Virgil nodded. “My boss is going to call me anytime now and tell me if we got DNA on Spooner. If we had it, we were going to charge her, and then use the charge to see if we deal with her on issues like the Kelly Baker murder, and what I believe is a cult-operated child abuse ring. That’s all out the window. No way we’re going to get a conviction on what we’ve got—and she’s signaling that she’s going to trial, if we decide to take her. She ain’t gonna talk. So now, we need to figure out what we’re going to do. We got nothin’. But we’ve got to do something about those kids.”
“How sure are you about the kids?” Brown asked. “I’ve lived here all my life, and I’ve never heard a hint of that.”
“There’ve been some hints, Dennis,” Coakley said. “We just didn’t hear them. Or see them. Virgil’s talked to a couple of people out west, and they both said they wouldn’t want their kids around church people. And those names I called you about, when I was collecting the names of church families. I took the names over to the courthouse this morning, while Virgil was probably down at the Yellow Dog eating pie. . . .”

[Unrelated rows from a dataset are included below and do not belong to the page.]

//! Deterministic field-level encryption for stored clinical values.
//!
//! Every text field is independently enciphered with AES-256-ECB and
//! PKCS#7 padding, then base64-encoded. Identical normalized plaintext
//! always yields identical ciphertext, which is what makes equality
//! lookup by enciphered patient identifier possible without decrypting
//! the store, and it is a deliberate, documented tradeoff: duplicate
//! plaintext values are visible as duplicate ciphertexts. A production
//! redesign would pair a keyed blind index for equality search with a
//! non-deterministic cipher for the stored value itself.

use aes::cipher::block_padding::Pkcs7;
use aes::cipher::{BlockDecryptMut, BlockEncryptMut, Key, KeyInit};
use aes::Aes256;
use base64::engine::general_purpose::STANDARD as BASE64;
use base64::Engine;
use sha2::{Digest, Sha256};
use zeroize::Zeroize;

use super::FieldCodecError;
use crate::models::MISSING_TEXT;

const BLOCK_SIZE: usize = 16;
pub const KEY_LENGTH: usize = 32;

/// Key bytes, zeroed on drop to prevent memory leakage.
#[derive(Zeroize)]
#[zeroize(drop)]
struct FieldKey {
    bytes: [u8; KEY_LENGTH],
}

/// Deterministic symmetric codec for individual stored fields.
pub struct FieldCodec {
    key: FieldKey,
}

impl FieldCodec {
    /// Derive the codec key as SHA-256 of a passphrase.
    pub fn from_passphrase(passphrase: &str) -> Self {
        let digest = Sha256::digest(passphrase.as_bytes());
        let mut bytes = [0u8; KEY_LENGTH];
        bytes.copy_from_slice(&digest);
        Self {
            key: FieldKey { bytes },
        }
    }

    /// Build a codec from raw key bytes.
    pub fn from_key_bytes(bytes: [u8; KEY_LENGTH]) -> Self {
        Self {
            key: FieldKey { bytes },
        }
    }

    /// Canonical plaintext form: internal whitespace runs collapsed to a
    /// single space, ends trimmed. Encryption always normalizes first, so
    /// `decrypt(encrypt(s))` returns `normalize(s)`.
    pub fn normalize(value: &str) -> String {
        value.split_whitespace().collect::<Vec<_>>().join(" ")
    }

    /// Encrypt a plaintext field value. Deterministic: the same
    /// normalized input always produces the same output.
    pub fn encrypt(&self, plaintext: &str) -> Result<String, FieldCodecError> {
        let normalized = Self::normalize(plaintext);
        let data = normalized.as_bytes();

        // Buffer: plaintext + up to one full block of PKCS#7 padding
        let mut buf = vec![0u8; data.len() + BLOCK_SIZE];
        buf[..data.len()].copy_from_slice(data);

        let key = Key::<Aes256>::from_slice(&self.key.bytes);
        let ciphertext = ecb::Encryptor::<Aes256>::new(key)
            .encrypt_padded_mut::<Pkcs7>(&mut buf, data.len())
            .map_err(|_| FieldCodecError::EncryptionFailed)?;

        Ok(BASE64.encode(ciphertext))
    }

    /// Encrypt the sentinel stored for a missing text value.
    pub fn encrypt_missing(&self) -> Result<String, FieldCodecError> {
        self.encrypt(MISSING_TEXT)
    }

    /// Decrypt a base64-encoded ciphertext back to plaintext.
    pub fn decrypt(&self, encoded: &str) -> Result<String, FieldCodecError> {
        let mut buf = BASE64
            .decode(encoded)
            .map_err(|_| FieldCodecError::Encoding)?;

        let key = Key::<Aes256>::from_slice(&self.key.bytes);
        let plaintext = ecb::Decryptor::<Aes256>::new(key)
            .decrypt_padded_mut::<Pkcs7>(&mut buf)
            .map_err(|_| FieldCodecError::Padding)?;

        String::from_utf8(plaintext.to_vec()).map_err(|_| FieldCodecError::Utf8)
    }

    /// Structural heuristic: does this stored value look like one of our
    /// ciphertexts? True when the value is strict base64 and its decoded
    /// length is a nonzero multiple of the cipher block size.
    ///
    /// Known imprecision: a plaintext that happens to be valid base64 of
    /// a block-aligned length sniffs as ciphertext, and decryption of it
    /// will fail (the assembler substitutes a visible sentinel). The
    /// reverse cannot happen for values this codec produced.
    pub fn looks_like_ciphertext(value: &str) -> bool {
        match BASE64.decode(value) {
            Ok(raw) => !raw.is_empty() && raw.len() % BLOCK_SIZE == 0,
            Err(_) => false,
        }
    }
}

#[cfg(test)]
mod tests {
    use super::*;

    fn test_codec() -> FieldCodec {
        FieldCodec::from_passphrase("test-passphrase")
    }

    #[test]
    fn round_trip_returns_normalized_plaintext() {
        let codec = test_codec();
        for s in [
            "Glucose 95 mg/dL",
            "  leading and trailing  ",
            "internal\t\twhitespace\n runs",
            "plain",
            "",
        ] {
            let expected = FieldCodec::normalize(s);
            let ct = codec.encrypt(s).unwrap();
            assert_eq!(codec.decrypt(&ct).unwrap(), expected, "input: {s:?}");
        }
    }

    #[test]
    fn encryption_is_deterministic() {
        let codec = test_codec();
        let a = codec.encrypt("patient-123").unwrap();
        let b = codec.encrypt("patient-123").unwrap();
        assert_eq!(a, b);
    }

    #[test]
    fn whitespace_variants_collide_after_normalization() {
        let codec = test_codec();
        let a = codec.encrypt("  patient   123 ").unwrap();
        let b = codec.encrypt("patient 123").unwrap();
        assert_eq!(a, b);
    }

    #[test]
    fn distinct_plaintexts_produce_distinct_ciphertexts() {
        let codec = test_codec();
        let a = codec.encrypt("patient-1").unwrap();
        let b = codec.encrypt("patient-2").unwrap();
        assert_ne!(a, b);
    }

    #[test]
    fn decrypt_with_wrong_key_fails() {
        let ct = test_codec().encrypt("secret value").unwrap();
        let other = FieldCodec::from_passphrase("different-passphrase");
        assert!(matches!(
            other.decrypt(&ct),
            Err(FieldCodecError::Padding) | Err(FieldCodecError::Utf8)
        ));
    }

    #[test]
    fn decrypt_rejects_malformed_base64() {
        let codec = test_codec();
        assert!(matches!(
            codec.decrypt("not base64 at all!!"),
            Err(FieldCodecError::Encoding)
        ));
    }

    #[test]
    fn decrypt_rejects_non_block_aligned_ciphertext() {
        let codec = test_codec();
        // Valid base64, decoded length 5, cannot be our ciphertext
        let bogus = BASE64.encode(b"hello");
        assert!(codec.decrypt(&bogus).is_err());
    }

    #[test]
    fn ciphertexts_sniff_as_ciphertext() {
        let codec = test_codec();
        for s in ["Data Unknown", "x", "a longer clinical note value"] {
            let ct = codec.encrypt(s).unwrap();
            assert!(FieldCodec::looks_like_ciphertext(&ct), "for {s:?}");
        }
    }

    #[test]
    fn plain_values_do_not_sniff_as_ciphertext() {
        for s in [
            "Data Unknown",
            "Glucose 95 mg/dL",
            "2021-03-04",
            "",
            "hello",
        ] {
            assert!(!FieldCodec::looks_like_ciphertext(s), "for {s:?}");
        }
    }

    #[test]
    fn missing_sentinel_encrypts_like_literal() {
        let codec = test_codec();
        assert_eq!(
            codec.encrypt_missing().unwrap(),
            codec.encrypt("Data Unknown").unwrap()
        );
    }

    #[test]
    fn key_derivation_is_stable() {
        let a = FieldCodec::from_passphrase("k").encrypt("v").unwrap();
        let b = FieldCodec::from_passphrase("k").encrypt("v").unwrap();
        assert_eq!(a, b);
    }
}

Virgil nodded and said, “Man’s gotta eat.”
She brushed him off. “I went through vital records, marriage licenses, over the past fifty years or so, hooking up as many families as I could. I found fifty-four cases where one of the church families, out there, married off an eighteen-year-old girl to a man more than thirty. There have been as many as eighty families involved in the marriages. And there are more of these families over in Jackson County and down across the line in Iowa. Right now, I’ve got one hundred and eight family names, all still on the tax rolls.”